Contrairement aux idées reçues,
Trout Mask replica obtint un succès commercial non négligeable. Si l’Amérique a
rapidement rejeté le virage expérimental de celui qu’elle voyait comme un
nouveau héros du blues, l’Angleterre a apprécié cette bizarrerie expérimentale.
La réception de ce disque
confirmait le fossé existant entre le public américain, fortement attaché à
son patrimoine musical, et un public anglais plus friand d’avant-garde. Il ne
faut pas oublier que l’Angleterre a donné les Beatles, qui furent la figure de
proue de cette avant-garde. Grâce à cette devanture commerciale, les maisons de
disques laissaient leur chance à toute une bande de valeureux explorateurs. C’est
ainsi que les deviants , soft machine , et plus tard les pink fairies et le
edgard broughton band, repoussèrent les limites du psychédélisme.
Trout mask replica est
surtout le disque qui déboussola toute la critique rock , qui ne parvenait pas
à classer cette cacophonie merveilleuse. Les interview devenaient donc de
grandes joutes verbales, les journalistes tentant de faire rentrer Beefheart
dans ces cases qu’il méprisait. Qu’on lui parle de jazz ou de blues, d’Howlin
Wolf ou de Coltrane, le bon captaine rejetait toute filiation.
Sa méthode de travail
était justement faite pour l’éloigner de ces grandes figures. Beefheart n’était
pas musicien, il prenait juste son instrument comme il le sentait, et tentait
d’en tirer des sons dérangeants. Parfois il le faisait sur un piano, parfois
sur une trompette. Une fois qu’il était satisfait de ce qu’il avait effectué, ses musiciens devait reproduire un schéma que même son auteur est incapable de
jouer une seconde fois.
Don Van Vliet n’est pas un
compositeur, c’est un réservoir d’idées. Il est l’ingénieur chargé d’esquisser
le plan de ses monuments sonores , avant de laisser ses ouvriers s’occuper des
détails techniques. D’abord sculpteur, il a gardé cette approche pour la musique.

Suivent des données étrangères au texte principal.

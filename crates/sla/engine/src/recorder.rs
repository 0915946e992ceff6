//! Timestamp recorder: write-once capture of response and resolution times
//!
//! The first-response timestamp is sampled: it records the evaluation time
//! at which the ticket was first *observed* In-Progress, not the instant the
//! reply was sent. Its precision is the scheduler interval. There is no
//! reply event to hook, so this is the best the periodic scan can do.

use chrono::{DateTime, Utc};
use serde::Serialize;
use sla_types::{SlaTrackingRecord, Ticket, TicketStatus};

/// What a recorder pass changed on a record
#[derive(Clone, Copy, Debug, Default, PartialEq, Eq, Serialize)]
pub struct RecordedTimestamps {
    pub first_response: bool,
    pub resolution: bool,
}

impl RecordedTimestamps {
    /// Whether the record changed and needs to be persisted
    pub fn any(&self) -> bool {
        self.first_response || self.resolution
    }
}

/// Captures timestamps onto tracking records
#[derive(Clone, Copy, Debug, Default)]
pub struct TimestampRecorder;

impl TimestampRecorder {
    pub fn new() -> Self {
        Self
    }

    /// Set `first_responded_on` to `now` if the ticket is In-Progress and
    /// nothing has been recorded yet
    pub fn record_first_response(
        &self,
        ticket: &Ticket,
        record: &mut SlaTrackingRecord,
        now: DateTime<Utc>,
    ) -> bool {
        ticket.status == TicketStatus::InProgress && record.record_first_response(now)
    }

    /// Copy the ticket's resolution date if it has one and nothing has been
    /// recorded yet
    pub fn record_resolution(&self, ticket: &Ticket, record: &mut SlaTrackingRecord) -> bool {
        match ticket.resolution_date {
            Some(date) => record.record_resolution(date),
            None => false,
        }
    }

    /// Run both captures
    pub fn apply(
        &self,
        ticket: &Ticket,
        record: &mut SlaTrackingRecord,
        now: DateTime<Utc>,
    ) -> RecordedTimestamps {
        RecordedTimestamps {
            first_response: self.record_first_response(ticket, record, now),
            resolution: self.record_resolution(ticket, record),
        }
    }
}
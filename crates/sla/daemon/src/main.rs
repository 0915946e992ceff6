//! SLA Daemon - periodic SLA milestone evaluation
//!
//! The SLA daemon provides:
//! - A scheduler that evaluates every ticket against its SLA deadlines
//! - Milestone alerts to ticket assignees
//! - Auto-closing of resolved tickets after a grace period
//! - A small REST API for health, tracking records and manual cycles

use clap::Parser;
use sla_daemon::{DaemonConfig, DaemonError, DaemonResult, Server};
use tracing_subscriber::{layer::SubscriberExt, util::SubscriberInitExt};

/// SLA Daemon CLI
#[derive(Parser)]
#[command(name = "slad")]
#[command(about = "SLA Daemon - ticket SLA milestone evaluation", long_about = None)]
#[command(version)]
struct Cli {
    /// Configuration file path
    #[arg(short, long, env = "SLA_CONFIG")]
    config: Option<String>,

    /// Log level (overrides the configuration file)
    #[arg(long, env = "SLA_LOG_LEVEL")]
    log_level: Option<String>,

    /// Enable JSON logging
    #[arg(long, env = "SLA_LOG_JSON")]
    json: bool,

    /// Run a single cycle, print its report as JSON and exit
    #[arg(long)]
    once: bool,
}

#[tokio::main]
async fn main() -> DaemonResult<()> {
    let cli = Cli::parse();

    // Load configuration
    let config = DaemonConfig::load(cli.config.as_deref())
        .map_err(|e| DaemonError::Config(e.to_string()))?;

    // Initialize tracing
    let level = cli
        .log_level
        .clone()
        .unwrap_or_else(|| config.logging.level.clone());
    let env_filter =
        tracing_subscriber::EnvFilter::try_from_default_env().unwrap_or_else(|_| level.into());

    if cli.json || config.logging.json {
        tracing_subscriber::registry()
            .with(env_filter)
            .with(tracing_subscriber::fmt::layer().json())
            .init();
    } else {
        tracing_subscriber::registry()
            .with(env_filter)
            .with(tracing_subscriber::fmt::layer())
            .init();
    }

    tracing::info!(
        version = env!("CARGO_PKG_VERSION"),
        interval_secs = config.scheduler.interval_secs,
        grace_period_secs = config.sla.grace_period_secs,
        "Starting SLA daemon"
    );

    let server = Server::new(config).await?;

    if cli.once {
        let report = server.run_once().await;
        let json = serde_json::to_string_pretty(&report).map_err(std::io::Error::from)?;
        println!("{}", json);
        return Ok(());
    }

    server.run().await
}
//! REST API under `/api/v1`

pub mod handlers;
pub mod router;
pub mod state;

pub use router::create_router;
pub use state::AppState;
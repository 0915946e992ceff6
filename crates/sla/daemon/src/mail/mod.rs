//! Mail transports

mod log;
mod webhook;

pub use self::log::LogMailTransport;
pub use self::webhook::WebhookMailTransport;
//! Milestone tracker: decides which milestones are newly crossed
//!
//! One tracker exists per SLA dimension. It does not send anything; it
//! flips flags on the tracking record and returns the milestones whose
//! notifications the caller must dispatch once the record is persisted.

use crate::calculator::elapsed_percentage;
use chrono::{DateTime, Utc};
use sla_types::{Milestone, SlaDimension, SlaTrackingRecord, Ticket};

/// Evaluates one SLA dimension of a ticket
#[derive(Clone, Copy, Debug)]
pub struct MilestoneTracker {
    dimension: SlaDimension,
}

impl MilestoneTracker {
    pub fn new(dimension: SlaDimension) -> Self {
        Self { dimension }
    }

    pub fn first_response() -> Self {
        Self::new(SlaDimension::FirstResponse)
    }

    pub fn resolution() -> Self {
        Self::new(SlaDimension::Resolution)
    }

    pub fn dimension(&self) -> SlaDimension {
        self.dimension
    }

    /// Elapsed percentage of this dimension's window at `now`
    pub fn percentage(&self, ticket: &Ticket, now: DateTime<Utc>) -> f64 {
        let (start, due) = self.dimension.window(ticket);
        elapsed_percentage(start, due, now)
    }

    /// Mark every reached-but-unflagged milestone on `record` and return
    /// them in ascending order.
    ///
    /// All skipped milestones are caught up in one pass. A milestone fires
    /// only once it is reached, so a ticket first seen at 90% yields 50 and
    /// 75, and one first seen past its deadline yields 50, 75 and 100.
    /// Nothing is returned once the guarded outcome (reply or resolution)
    /// has happened.
    pub fn evaluate(
        &self,
        ticket: &Ticket,
        record: &mut SlaTrackingRecord,
        now: DateTime<Utc>,
    ) -> Vec<Milestone> {
        if self.dimension.is_settled(ticket) {
            return Vec::new();
        }

        let pct = self.percentage(ticket, now);
        let mut crossed = Vec::new();

        for milestone in Milestone::ALL {
            if !milestone.is_reached_by(pct) {
                continue;
            }
            if record.mark_notified(self.dimension, milestone) {
                crossed.push(milestone);
            }
        }

        if !crossed.is_empty() {
            tracing::debug!(
                ticket_id = %ticket.id,
                dimension = %self.dimension,
                percentage = pct,
                crossed = crossed.len(),
                "SLA milestones crossed"
            );
        }

        crossed
    }
}

#[cfg(test)]
mod tests {
    use super::*;
    use chrono::Duration;
    use sla_types::TicketId;

    fn open_ticket(t0: DateTime<Utc>) -> Ticket {
        Ticket::new("HD-1", t0)
            .with_response_by(t0 + Duration::minutes(10))
            .with_resolution_by(t0 + Duration::minutes(100))
    }

    fn record() -> SlaTrackingRecord {
        SlaTrackingRecord::new(TicketId::new("HD-1"), Utc::now())
    }

    #[test]
    fn test_below_first_milestone() {
        let t0 = Utc::now();
        let mut rec = record();
        let crossed = MilestoneTracker::first_response().evaluate(
            &open_ticket(t0),
            &mut rec,
            t0 + Duration::minutes(4),
        );
        assert!(crossed.is_empty());
        assert!(rec.first_response.notified().is_empty());
    }

    #[test]
    fn test_catch_up_at_ninety_percent_stops_before_breach() {
        let t0 = Utc::now();
        let mut rec = record();
        let crossed = MilestoneTracker::first_response().evaluate(
            &open_ticket(t0),
            &mut rec,
            t0 + Duration::minutes(9),
        );
        assert_eq!(crossed, vec![Milestone::Half, Milestone::ThreeQuarters]);
        assert!(!rec.first_response.is_notified(Milestone::Breached));
    }

    #[test]
    fn test_catch_up_past_deadline_fires_all_in_order() {
        let t0 = Utc::now();
        let mut rec = record();
        let crossed = MilestoneTracker::first_response().evaluate(
            &open_ticket(t0),
            &mut rec,
            t0 + Duration::minutes(11),
        );
        assert_eq!(
            crossed,
            vec![Milestone::Half, Milestone::ThreeQuarters, Milestone::Breached]
        );
    }

    #[test]
    fn test_already_flagged_is_skipped() {
        let t0 = Utc::now();
        let tracker = MilestoneTracker::first_response();
        let ticket = open_ticket(t0);
        let mut rec = record();

        let first = tracker.evaluate(&ticket, &mut rec, t0 + Duration::minutes(6));
        assert_eq!(first, vec![Milestone::Half]);

        let again = tracker.evaluate(&ticket, &mut rec, t0 + Duration::minutes(7));
        assert!(again.is_empty());

        let later = tracker.evaluate(&ticket, &mut rec, t0 + Duration::minutes(12));
        assert_eq!(later, vec![Milestone::ThreeQuarters, Milestone::Breached]);
    }

    #[test]
    fn test_guard_suppresses_everything() {
        let t0 = Utc::now();
        let ticket = open_ticket(t0).responded_at(t0 + Duration::minutes(1));
        let mut rec = record();
        let crossed = MilestoneTracker::first_response().evaluate(
            &ticket,
            &mut rec,
            t0 + Duration::hours(5),
        );
        assert!(crossed.is_empty());

        // The resolution dimension is unaffected by the reply
        let crossed = MilestoneTracker::resolution().evaluate(
            &ticket,
            &mut rec,
            t0 + Duration::minutes(80),
        );
        assert_eq!(crossed, vec![Milestone::Half, Milestone::ThreeQuarters]);
    }

    #[test]
    fn test_missing_deadline_never_fires() {
        let t0 = Utc::now();
        let ticket = Ticket::new("HD-2", t0);
        let mut rec = record();
        let crossed = MilestoneTracker::resolution().evaluate(
            &ticket,
            &mut rec,
            t0 + Duration::days(30),
        );
        assert!(crossed.is_empty());
    }
}
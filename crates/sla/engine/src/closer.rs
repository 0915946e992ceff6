//! Lifecycle closer: moves resolved tickets to Closed after a grace period

use crate::ports::TicketStore;
use chrono::{DateTime, Duration, Utc};
use sla_types::{SlaError, SlaResult, Ticket, TicketStatus};

/// Auto-closes resolved tickets once their grace period has passed
#[derive(Clone, Copy, Debug)]
pub struct LifecycleCloser {
    grace_period: Duration,
}

impl LifecycleCloser {
    /// Two days
    pub const DEFAULT_GRACE_SECS: i64 = 172_800;

    pub fn new(grace_period: Duration) -> Self {
        Self { grace_period }
    }

    pub fn grace_period(&self) -> Duration {
        self.grace_period
    }

    /// Whether `ticket` is Resolved and `resolution_date + grace <= now`.
    /// A resolved ticket with no resolution date is never due, nor is one
    /// whose close date lies beyond the representable calendar.
    pub fn is_due(&self, ticket: &Ticket, now: DateTime<Utc>) -> bool {
        if ticket.status != TicketStatus::Resolved {
            return false;
        }
        ticket
            .resolution_date
            .and_then(|resolved| resolved.checked_add_signed(self.grace_period))
            .is_some_and(|due| due <= now)
    }

    /// Close `ticket` if it is due. Returns whether a transition was made.
    pub async fn close_if_due(
        &self,
        store: &dyn TicketStore,
        ticket: &Ticket,
        now: DateTime<Utc>,
    ) -> SlaResult<bool> {
        if !self.is_due(ticket, now) {
            return Ok(false);
        }

        if !ticket.status.can_transition_to(TicketStatus::Closed) {
            return Err(SlaError::InvalidTransition {
                from: ticket.status,
                to: TicketStatus::Closed,
            });
        }

        store.set_status(&ticket.id, TicketStatus::Closed).await?;
        tracing::info!(ticket_id = %ticket.id, "Closed resolved ticket after grace period");
        Ok(true)
    }
}

impl Default for LifecycleCloser {
    fn default() -> Self {
        Self::new(Duration::seconds(Self::DEFAULT_GRACE_SECS))
    }
}

#[cfg(test)]
mod tests {
    use super::*;
    use crate::memory::InMemoryTicketStore;

    #[test]
    fn test_grace_boundary() {
        let t = Utc::now();
        let closer = LifecycleCloser::default();
        let ticket = Ticket::new("HD-1", t - Duration::days(1)).resolved_at(t);

        assert!(!closer.is_due(&ticket, t + Duration::hours(47)));
        assert!(closer.is_due(&ticket, t + Duration::hours(48)));
        assert!(closer.is_due(&ticket, t + Duration::hours(49)));
    }

    #[test]
    fn test_huge_grace_period_is_never_due() {
        let t = Utc::now();
        let closer = LifecycleCloser::new(Duration::seconds(i64::MAX / 1000));
        let ticket = Ticket::new("HD-6", t).resolved_at(t);

        assert!(!closer.is_due(&ticket, t + Duration::days(365 * 1000)));
    }

    #[test]
    fn test_only_resolved_tickets_are_due() {
        let t = Utc::now();
        let closer = LifecycleCloser::default();
        let later = t + Duration::days(10);

        let open = Ticket::new("HD-2", t);
        assert!(!closer.is_due(&open, later));

        let closed = Ticket::new("HD-3", t)
            .resolved_at(t)
            .with_status(TicketStatus::Closed);
        assert!(!closer.is_due(&closed, later));

        let no_date = Ticket::new("HD-4", t).with_status(TicketStatus::Resolved);
        assert!(!closer.is_due(&no_date, later));
    }

    #[tokio::test]
    async fn test_close_if_due_updates_store() {
        let t = Utc::now();
        let store = InMemoryTicketStore::new();
        let ticket = Ticket::new("HD-5", t).resolved_at(t);
        store.insert(ticket.clone()).await;

        let closer = LifecycleCloser::new(Duration::hours(1));
        assert!(!closer.close_if_due(&store, &ticket, t).await.unwrap());
        assert!(closer
            .close_if_due(&store, &ticket, t + Duration::hours(2))
            .await
            .unwrap());

        let stored = store.ticket(&ticket.id).await.unwrap();
        assert_eq!(stored.status, TicketStatus::Closed);
    }
}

Et c’est justement son dilettantisme musical, allié à sa vision de l’art, qui
rend ses œuvres si originales.
Sorti la même année que « trout
mask replica » , « lick off my decall baby » fit d’abord
scandale. Beaucoup voyait dans ce titre ambigu un jeu de mot ouvertement
grivois. Pourtant, ces « étiquettes » que Don demandait de lécher,
étaient celles que certains tentaient de lui coller depuis la sortie de Trout
Mask. Il voulait simplement qu’on le nettoie de ces filiations hasardeuses,
pour que sa musique soit enfin jugée à sa juste valeur.
Prise dans les studios Warner,
la photo de couverture montre nos ex hippies débraillés en smoking classieux,
ils sortent le grand jeu pour une grande œuvre. Ses « étiquettes » ,
le magic band les décolle à grand coup de cassures rythmiques , de dissonances
, et de croassements dadaïstes lancés par un Beefheart en grande forme.
Essayer de comprendre est
vain, et l’auditeur se fatiguera vite en cherchant à rapprocher ce fouillis de
quoi que ce soit. Et c’est justement l’effet cherché, le magic band veut que
votre esprit abdique, que votre inconscient soit nettoyé de tous ses repères
culturels. C’est là, quand ses délires ont fini par vous vider la tête, que les
choses intéressantes commencent.
L’auditeur retrouve alors
l’innocence de ses premiers émois musicaux, et « lick my decalls off »
peut imposer ses propres règles. On se rend alors compte que ce qu’on avait d’abord
pris pour un détritus joué par des pecnos incapables de s’accorder, est en
réalité une symphonie d’un nouveau genre. On comprend le fil télépathique qui
relie tous ses musiciens, le plan délirant mis en place par ce groupe
délirant.
« lick my decalls off »
n’est pas un album rock dans le sens conventionnel du terme. Beefheart y
manipule les sons comme une palette de couleurs et, pour apprécier la toile, il
faut se débarrasser de tout la gadoue qui forme vos repères culturels.